第4章 眠っていた記憶
乱歩side
いやな予感がした。そして走っていた。彼女が居るハズのパトカーへ。
敦「パトカーがない…?!!茜さんっ…!!」
ヅッキュウゥウン!!
乱歩「…銃声?!」
銃声に警戒しながら戻ると…刑事が倒れていた。
そこにはキヨさんの格好をした者が立っていた。キヨさんでは、ない。
??「ふぅ。

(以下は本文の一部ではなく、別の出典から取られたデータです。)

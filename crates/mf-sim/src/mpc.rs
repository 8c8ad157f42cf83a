//! The receding-horizon loop.
//!
//! Each iteration solves a plan for the current clock, stitches the plan's
//! near-term portion onto the disturbance forecast, simulates the window,
//! and advances the clock to the last actually-simulated time. Control
//! switching instants are realized exactly by splicing each plan
//! breakpoint, shifted back by a negligible epsilon, into the simulation
//! input axis: the zero-order-hold step then survives the linear
//! resampling inside the emulator.

use std::sync::Arc;

use mf_control::{Control, Plan, Planner, Predictor, StateEstimator};
use mf_core::{Channel, Real, SignalRecord, Trace, TraceChannel, arange};
use mf_series::{Disturbances, Interp};
use serde::{Deserialize, Serialize};
use tracing::{info, warn};

use crate::emulator::{Backend, Emulator};
use crate::error::{SimError, SimResult};
use crate::step::{SingleStep, StepPolicy};

/// Run-level configuration.
#[derive(Debug, Clone, Copy, PartialEq, Serialize, Deserialize)]
pub struct MpcOptions {
    /// Total emulated time.
    pub emulation_time: Real,
    /// Spacing of the reported result grid.
    pub result_timestep: Real,
    /// Emit progress events while running.
    pub progress: bool,
}

impl MpcOptions {
    pub fn new(emulation_time: Real, result_timestep: Real) -> SimResult<Self> {
        if !(emulation_time > 0.0) || !emulation_time.is_finite() {
            return Err(SimError::InvalidArg {
                what: "emulation_time must be positive",
            });
        }
        if !(result_timestep > 0.0) || !result_timestep.is_finite() {
            return Err(SimError::InvalidArg {
                what: "result_timestep must be positive",
            });
        }
        Ok(Self {
            emulation_time,
            result_timestep,
            progress: false,
        })
    }

    pub fn with_progress(mut self, progress: bool) -> Self {
        self.progress = progress;
        self
    }
}

/// The receding-horizon coordinator.
///
/// Owns the emulator (and through it the result trace), the controller,
/// and the shared disturbance record. A failed run leaves the partial
/// trace in place, reachable through [`trace`](Self::trace).
pub struct Mpc<B, E, P, L> {
    emulator: Emulator<B>,
    control: Control<E, P, L>,
    disturbances: Arc<Disturbances>,
    options: MpcOptions,
    step_policy: Box<dyn StepPolicy>,
    live_view: Option<Box<dyn FnMut(&Trace)>>,
}

impl<B, E, P, L> std::fmt::Debug for Mpc<B, E, P, L> {
    fn fmt(&self, f: &mut std::fmt::Formatter<'_>) -> std::fmt::Result {
        f.debug_struct("Mpc")
            .field("options", &self.options)
            .finish_non_exhaustive()
    }
}

impl<B, E, P, L> Mpc<B, E, P, L>
where
    B: Backend,
    E: StateEstimator,
    P: Predictor,
    L: Planner<State = E::State>,
{
    /// Wire up a run.
    ///
    /// Fails if `result_timestep` exceeds the controller's receding
    /// interval: a result grid coarser than one receding step could not
    /// advance the clock and the loop would stall.
    pub fn new(
        emulator: Emulator<B>,
        control: Control<E, P, L>,
        disturbances: Arc<Disturbances>,
        options: MpcOptions,
    ) -> SimResult<Self> {
        if options.result_timestep > control.receding() {
            return Err(SimError::InvalidArg {
                what: "result_timestep must not exceed the receding interval",
            });
        }
        Ok(Self {
            emulator,
            control,
            disturbances,
            options,
            step_policy: Box::new(SingleStep),
            live_view: None,
        })
    }

    /// Replace the default one-interval-per-iteration step policy.
    pub fn with_step_policy(mut self, policy: impl StepPolicy + 'static) -> Self {
        self.step_policy = Box::new(policy);
        self
    }

    /// Install a hook receiving the trace after every merged iteration.
    pub fn with_live_view(mut self, hook: impl FnMut(&Trace) + 'static) -> Self {
        self.live_view = Some(Box::new(hook));
        self
    }

    pub fn options(&self) -> &MpcOptions {
        &self.options
    }

    pub fn emulator(&self) -> &Emulator<B> {
        &self.emulator
    }

    pub fn control(&self) -> &Control<E, P, L> {
        &self.control
    }

    /// The result trace accumulated so far (partial after an aborted run).
    pub fn trace(&self) -> &Trace {
        self.emulator.trace()
    }

    /// Run the full receding-horizon emulation and return the final
    /// trace, with the disturbances folded in over its complete axis.
    pub fn run(&mut self) -> SimResult<Trace> {
        self.emulator.initialize();
        let mut starttime: Real = 0.0;

        while starttime < self.options.emulation_time {
            let plan = self.control.plan(starttime, self.emulator.trace())?;

            let multiplier = self.step_policy.next_step(&plan).max(1);
            let times = self.result_grid(starttime, multiplier);
            let input = self.build_input(&times, &plan)?;

            self.emulator.step(&times, &input)?;

            // The clock reflects actually-simulated time, not requested time.
            starttime = self
                .emulator
                .trace()
                .last_time()
                .unwrap_or(self.options.emulation_time);

            if let Some(hook) = self.live_view.as_mut() {
                hook(self.emulator.trace());
            }
            if self.options.progress {
                info!(
                    completed = starttime / self.options.emulation_time,
                    starttime, "mpc iteration merged"
                );
            }
        }

        // Fold the exogenous signals into the finished trace so simulated
        // and disturbance channels share one axis.
        let axis = self.emulator.trace().time().to_vec();
        let window = self.disturbances.window(&axis)?;
        for (key, channel) in window.iter() {
            let stored = match channel {
                Channel::Series(values) => TraceChannel::Series(values.clone()),
                Channel::Matrix(rows) => TraceChannel::Matrix(rows.clone()),
            };
            self.emulator.trace_mut().overwrite(key, stored);
        }

        Ok(self.emulator.trace().clone())
    }

    /// The result grid for one iteration: `starttime` up to at most
    /// `multiplier` receding intervals ahead, clamped to the emulation
    /// end.
    ///
    /// The open bound is padded by `0.01 * result_timestep` so the
    /// interval endpoint survives floating-point accumulation; the final
    /// point is then clamped to `emulation_time` exactly.
    fn result_grid(&self, starttime: Real, multiplier: usize) -> Vec<Real> {
        let rts = self.options.result_timestep;
        let stop = (self.options.emulation_time + rts)
            .min(starttime + multiplier as Real * self.control.receding() + 0.01 * rts);
        let mut times = arange(starttime, stop, rts);
        if let Some(last) = times.last_mut() {
            *last = last.min(self.options.emulation_time);
        }
        times
    }

    /// Assemble the simulation input for one window.
    ///
    /// Plan breakpoints inside the window are spliced into the axis at
    /// `t - 1e-6 * result_timestep`; plan signals are sampled with
    /// zero-order hold, remaining declared inputs with their disturbance
    /// kind. A declared input found in neither source is reported and
    /// omitted.
    fn build_input(&self, times: &[Real], plan: &Plan) -> SimResult<SignalRecord> {
        let eps = 1e-6 * self.options.result_timestep;
        let lo = times[0];
        let hi = times[times.len() - 1];

        let mut axis = times.to_vec();
        for &t in plan.time() {
            let shifted = t - eps;
            if shifted > lo && shifted <= hi {
                axis.push(shifted);
            }
        }
        axis.sort_by(Real::total_cmp);
        axis.dedup();

        let mut input = SignalRecord::new(axis.clone())?;

        for (key, channel) in plan.iter() {
            let Channel::Series(values) = channel else {
                warn!(%key, "vector plan channels are not supported as inputs");
                continue;
            };
            input.insert(key, Interp::Zoh.eval_slice(&axis, plan.time(), values))?;
        }

        for key in self.emulator.input_keys() {
            if input.contains_key(key) {
                continue;
            }
            if self.disturbances.contains_key(key) {
                let channel = self.disturbances.values_at(key, &axis)?;
                input.insert(key.clone(), channel)?;
            } else {
                warn!(%key, "declared input missing from both the control plan and the disturbances");
            }
        }

        Ok(input)
    }
}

思ったより弱い男でしたね。まあ、その方が助かりますけど。」
乱歩「君は…樋口?」
樋口「! 貴様、名探偵か。ならば…排除するのみ!!」
樋口はそう言って、銃口を僕に向けた。引き金を引き、弾が空気中に放たれる。だが、僕は痛みも何も感じなかった。敦君が僕を守ってくれたのだ。
樋口「…人虎か」
敦「御前、茜さんが何所に居るか知ってるだろう?そして連れ去った目的は何だ!!」
敦君は、樋口が動けぬよう、樋口の両手を拘束する。
樋口「彼女は元ポートマフィア中原中也傘下の女なのだと聞いて「喋り過ぎだ」
樋口の声を遮った声の主は___
樋口「あ、芥川先輩!」
敦「芥川…。」
敦君は、樋口の腕を押えていた手を離し、芥川を睨みつける様な目で見た。
そしていつもの流れで人虎と禍犬の戦闘かと思えば、
芥川「樋口。護送が完了した。マフィアに戻るぞ。」
樋口「はい、先輩。」
芥川は敦君に見向きもせずに去ろうとした。
芥川「人虎、今日は貴様を殺さぬ。だが…貴様は何時かこの手で殺す。」
敦「___!!」
芥川「樋口。」
樋口が此方に向け、何かを投げる。
敦「__手榴弾?!!」
敦君は僕を抱え、爆発を回避しようとする。…本当に手榴弾か?
乱歩「!! 違う!!敦君!これは…」
ぷしゅうう、と音を立てて中から煙が噴き出す。
乱歩「煙幕…!!」
敦「な、くそっ…。」
手榴弾型煙幕は思ったより低範囲の物だったらしく、直ぐに抜け出すことができた。
だが、もう芥川と樋口の影は無かった。